The witness, a Delphi Packard retiree, never used the word “bribe” when discussing the payments and there was no indication in his testimony that Infante had asked for one. But Infante did not refuse the cash, Marchionte told Atty. John Juhasz, Infante’s legal counsel.
After agents raided Infante’s home on North Rhodes Avenue in Niles in February 2016, Marchionte said he was contacted by Infante and told to tell investigators he had only given $100 to $200. Marchionte said Infante told him something else he should not disclose:
“Just don’t tell them I gave money to give my sons a job,” Marchionte testified.
Kasaris said the prosecution “agreed not to charge [Marchionte] with offenses if he truthfully cooperates and truthfully testifies.”
In other testimony, Terry Clay, a former tree trimmer for Niles, testified on video played to the jury that he cut down “three or four pine trees” on private property owned by Infante in exchange for a job for a friend. He said he did not use city equipment.
The testimony was recorded in March with attorneys for both sides and Judge Patricia Cosgrove present because Clay, 71, was terminally ill with cancer.
“They gave me a death penalty,” said Clay, who admitted to having memory problems because the cancer, he said, had spread to his brain.
“I never quoted [Infante] a price,” testified Clay. The friend, he said, was eventually hired by the city.
Clay also testified that he was told to take scrap to a location in Warren, but “they screwed up and gave me an [envelope] full of money,” he said. Clay said he gave the envelope to the head of the street department and never discussed the incident with Infante.
Clay died April 21.
Mark Hess, the retired Niles Engineering Grant and Development Coordinator, testified he had “some concern at some point” when told to sell tickets for Infante’s chicken roast, which he had been doing for 12 years.
“I understood this has to be outside the parameter of my job,” Hess said, which brought a response from Juhasz during cross-examination.

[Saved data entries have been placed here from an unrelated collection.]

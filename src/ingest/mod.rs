//! Encoding-aware ingestion of domain lists.
//!
//! Files are decoded with a detected encoding (BOM first, then statistical
//! guessing), then parsed as CSV or one-name-per-line text and normalized.

mod domains;
mod encoding;
mod file;

pub use domains::{extract_domains, load_domains, normalize_domain, DomainList};
pub use encoding::{
    decode_buffer, detect_bom, detect_buffer_encoding, encoding_from_label,
    evaluate_detection_reliability, BomDetection, DetectionReliability, EncodingCandidate,
    EncodingDetectionResult, ReliabilityLevel,
};
pub use file::{
    detect_csv_encoding, detect_file_encoding, read_file_with_detected_encoding, CsvEncodingInfo,
    DecodedFile,
};
//! Processing statistics tracking.
//!
//! This module provides thread-safe error counters for a resolution run.

use std::collections::HashMap;
use std::sync::atomic::{AtomicUsize, Ordering};
use strum::IntoEnumIterator;

use super::types::ErrorType;

/// Thread-safe processing statistics tracker.
///
/// One atomic counter per [`ErrorType`], all initialized to zero. Share it
/// across tasks with `Arc`.
pub struct ProcessingStats {
    errors: HashMap<ErrorType, AtomicUsize>,
}

impl Default for ProcessingStats {
    fn default() -> Self {
        Self::new()
    }
}

impl ProcessingStats {
    pub fn new() -> Self {
        let mut errors = HashMap::new();
        for error in ErrorType::iter() {
            errors.insert(error, AtomicUsize::new(0));
        }
        ProcessingStats { errors }
    }

    /// Increment an error counter.
    pub fn increment_error(&self, error: ErrorType) {
        if let Some(counter) = self.errors.get(&error) {
            counter.fetch_add(1, Ordering::Relaxed);
        } else {
            log::error!(
                "Attempted to increment error counter for {:?} which is not in the map. \
                 This indicates a bug in ProcessingStats initialization.",
                error
            );
        }
    }

    pub fn get_error_count(&self, error: ErrorType) -> usize {
        self.errors
            .get(&error)
            .map(|c| c.load(Ordering::Relaxed))
            .unwrap_or(0)
    }

    pub fn total_errors(&self) -> usize {
        self.errors.values().map(|c| c.load(Ordering::Relaxed)).sum()
    }

    /// Logs every non-zero counter.
    pub fn log_summary(&self) {
        let total = self.total_errors();
        if total == 0 {
            return;
        }
        log::info!("Error Counts ({} total):", total);
        for error_type in ErrorType::iter() {
            let count = self.get_error_count(error_type);
            if count > 0 {
                log::info!("   {}: {}", error_type.as_str(), count);
            }
        }
    }
}
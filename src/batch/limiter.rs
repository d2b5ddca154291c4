//! Counting semaphore that bounds in-flight operations.

use std::sync::Arc;

use tokio::sync::{AcquireError, OwnedSemaphorePermit, Semaphore};

/// Bounded-permit limiter.
///
/// Waiters are served in FIFO order: a released permit goes to the oldest
/// waiter before it becomes available to new callers. A limiter built with
/// zero permits never admits anyone.
///
/// Cloning shares the same permit pool.
#[derive(Debug, Clone)]
pub struct ConcurrencyLimiter {
    semaphore: Arc<Semaphore>,
    capacity: usize,
}

/// A held permit. Dropping it releases the permit, so every acquire is paired
/// with exactly one release on all paths, including errors and cancellation.
#[derive(Debug)]
pub struct LimiterPermit {
    _permit: OwnedSemaphorePermit,
}

impl ConcurrencyLimiter {
    /// Creates a limiter with `permits` slots.
    pub fn new(permits: usize) -> Self {
        let capacity = permits.min(Semaphore::MAX_PERMITS);
        Self {
            semaphore: Arc::new(Semaphore::new(capacity)),
            capacity,
        }
    }

    /// Waits for a free slot.
    ///
    /// # Errors
    ///
    /// Only fails if the underlying semaphore was closed, which this type never
    /// does; the error is surfaced rather than hidden.
    pub async fn acquire(&self) -> Result<LimiterPermit, AcquireError> {
        let permit = Arc::clone(&self.semaphore).acquire_owned().await?;
        Ok(LimiterPermit { _permit: permit })
    }

    /// Takes a slot only if one is free right now.
    pub fn try_acquire(&self) -> Option<LimiterPermit> {
        Arc::clone(&self.semaphore)
            .try_acquire_owned()
            .ok()
            .map(|permit| LimiterPermit { _permit: permit })
    }

    /// Slots currently free.
    pub fn available_permits(&self) -> usize {
        self.semaphore.available_permits()
    }

    /// Total slots this limiter was created with.
    pub fn capacity(&self) -> usize {
        self.capacity
    }
}
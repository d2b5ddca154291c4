//! Error type definitions.
//!
//! This module defines the error enums and the error taxonomy used throughout
//! the crate.

use log::SetLoggerError;
use strum_macros::EnumIter as EnumIterMacro;
use thiserror::Error;

/// Error types for initialization failures.
#[derive(Error, Debug)]
#[allow(clippy::enum_variant_names)] // All variants end with "Error" by convention
pub enum InitializationError {
    /// Error initializing the logger.
    #[error("Logger initialization error: {0}")]
    LoggerError(#[from] SetLoggerError),

    /// Error initializing the DNS resolver.
    #[error("DNS resolver initialization error: {0}")]
    DnsResolverError(String),
}

/// Failure of a single lookup against a DNS backend.
///
/// Backends map their native errors into this enum so that the resolver and
/// the chain tracer can classify failures without string matching.
#[derive(Error, Debug, Clone, PartialEq, Eq)]
pub enum LookupError {
    /// The name does not exist (NXDOMAIN).
    #[error("Domain not found: {0}")]
    NotFound(String),

    /// The name exists but has no records of the requested type.
    #[error("No {record_type} records found for {domain}")]
    NoData {
        domain: String,
        record_type: String,
    },

    /// The backend gave up waiting for an answer.
    #[error("DNS query timed out for {0}")]
    Timeout(String),

    /// The input could not be turned into a query (bad name, bad address).
    #[error("Invalid query: {0}")]
    InvalidQuery(String),

    /// Any other resolver failure.
    #[error("{0}")]
    Network(String),
}

impl LookupError {
    /// Maps the lookup failure onto the error taxonomy.
    pub fn error_type(&self) -> ErrorType {
        match self {
            LookupError::NotFound(_) => ErrorType::DomainNotFound,
            LookupError::Timeout(_) => ErrorType::Timeout,
            LookupError::NoData { .. }
            | LookupError::InvalidQuery(_)
            | LookupError::Network(_) => ErrorType::NetworkError,
        }
    }

    /// Whether retrying the same query could plausibly give a different answer.
    ///
    /// NXDOMAIN and malformed input are permanent; timeouts and transport
    /// failures are transient.
    pub fn is_retriable(&self) -> bool {
        matches!(self, LookupError::Timeout(_) | LookupError::Network(_))
    }
}

/// Error returned by [`retry`](crate::batch::retry).
#[derive(Error, Debug)]
pub enum RetryError<E> {
    /// `max_attempts` was zero, so the operation never ran.
    #[error("no attempts were made (max_attempts is 0)")]
    NoAttempts,

    /// The last error produced by the operation, unchanged.
    #[error("{0}")]
    Operation(E),
}

impl<E> RetryError<E> {
    /// Returns the operation's error, if the operation ran at all.
    pub fn into_inner(self) -> Option<E> {
        match self {
            RetryError::NoAttempts => None,
            RetryError::Operation(e) => Some(e),
        }
    }
}

impl RetryError<anyhow::Error> {
    /// Unwraps the operation's error, or describes the zero-attempt case.
    pub fn into_anyhow(self) -> anyhow::Error {
        match self {
            RetryError::NoAttempts => anyhow::anyhow!("no attempts were made (max_attempts is 0)"),
            RetryError::Operation(e) => e,
        }
    }
}

/// Categories of failures tracked during a run.
///
/// `LoopDetected` and `MaxDepthReached` are never raised as errors; they are
/// encoded in chain results and only counted here.
#[derive(Debug, Clone, Copy, PartialEq, Eq, Hash, EnumIterMacro)]
pub enum ErrorType {
    UnsupportedRecordType,
    DomainNotFound,
    Timeout,
    NetworkError,
    LoopDetected,
    MaxDepthReached,
    EncodingDetectionFailure,
}

impl std::fmt::Display for ErrorType {
    fn fmt(&self, f: &mut std::fmt::Formatter<'_>) -> std::fmt::Result {
        f.write_str(self.as_str())
    }
}

impl ErrorType {
    pub fn as_str(&self) -> &'static str {
        match self {
            ErrorType::UnsupportedRecordType => "Unsupported record type",
            ErrorType::DomainNotFound => "Domain not found",
            ErrorType::Timeout => "DNS timeout",
            ErrorType::NetworkError => "DNS network error",
            ErrorType::LoopDetected => "CNAME loop detected",
            ErrorType::MaxDepthReached => "CNAME max depth reached",
            ErrorType::EncodingDetectionFailure => "Encoding detection failure",
        }
    }
}
//! Full runs through `run_resolution_with` using an in-memory zone.

mod helpers;

use domain_trace::{run_resolution, run_resolution_with, Config, RunMode};
use helpers::{shared_zone, write_input};

#[tokio::test]
async fn test_resolve_run_counts_outcomes() {
    let file = write_input(b"domain\nexample.com\nexample.org\nmissing.example\nbad entry\nexample.com\n");
    let config = Config {
        file: file.path().to_path_buf(),
        ..Default::default()
    };

    let report = run_resolution_with(&config, shared_zone()).await.unwrap();
    assert_eq!(report.mode, RunMode::Resolve);
    assert_eq!(report.total_domains, 3);
    assert_eq!(report.successful, 2);
    assert_eq!(report.failed, 1);
    assert_eq!(report.skipped_inputs, 1);
    assert_eq!(report.resolutions.len(), 3);
    assert_eq!(report.resolutions[0].query.domain, "example.com");
    assert!(report.chain_stats.is_none());
}

#[tokio::test]
async fn test_trace_run_reports_chain_health() {
    let file = write_input(b"www.example.com\nloop-a.example\nexample.com\n");
    let config = Config {
        file: file.path().to_path_buf(),
        mode: RunMode::Trace,
        ..Default::default()
    };

    let report = run_resolution_with(&config, shared_zone()).await.unwrap();
    assert_eq!(report.total_domains, 3);
    assert_eq!(report.failed, 1);
    assert_eq!(report.successful, 2);
    assert_eq!(report.chains.len(), 3);
    assert!(report.chains["loop-a.example"].has_loop);

    let stats = report.chain_stats.unwrap();
    assert_eq!(stats.loop_count, 1);
    assert!(stats.health_score < 100.0);
}

#[tokio::test]
async fn test_invalid_config_is_rejected() {
    let file = write_input(b"example.com\n");
    let config = Config {
        file: file.path().to_path_buf(),
        concurrency: 0,
        ..Default::default()
    };

    let err = run_resolution_with(&config, shared_zone()).await.unwrap_err();
    assert!(format!("{:#}", err).contains("concurrency"));
}

#[tokio::test]
async fn test_missing_input_file() {
    let config = Config {
        file: "/nonexistent/input.csv".into(),
        ..Default::default()
    };

    let err = run_resolution(config).await.unwrap_err();
    assert!(format!("{:#}", err).contains("Failed to load domain list"));
}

“The mayor never said if you don’t sell tickets, I won’t rehire you,” said the defense attorney. “No,” Hess replied.
In other testimony, Anthony Vigorito, Niles building and zoning inspector, was questioned at length about the number of fees that were waived on behalf of the Cafaro Co. for its Eastwood Mall expansion project that included a banquet center, hotel and relocation of the corporate offices from Youngstown. Vigorito testified that in 2012, more than $12,800 in inspection, building and other fees were waived out of $61,000 in fees that would normally have been collected by the city.
The prosecution alleges Infante illegally waived the fees without authorization from city council. Vigorito declined to respond when asked if council’s action had been required and dismissed it as “a legal question.”
Also under scrutiny is a city contract with Pegasus Printing for Niles utility bills and whether that was drawn up improperly and illegally by Infante.
“To the best of my knowledge, there was no ordinance permitting the administration to enter into contract,” testified Robert Marino, former council president. When asked why “Pegasus was fired,” Marino said there were “ongoing issues” with the company’s handling of billing. Asked by Juhasz if he had ever seen a document in which the mayor terminated the contract with Pegasus, Marino said he had not.
Kasaris said after Friday’s testimony that he expects to complete the prosecution’s case next Wednesday. The trial resumes Monday morning.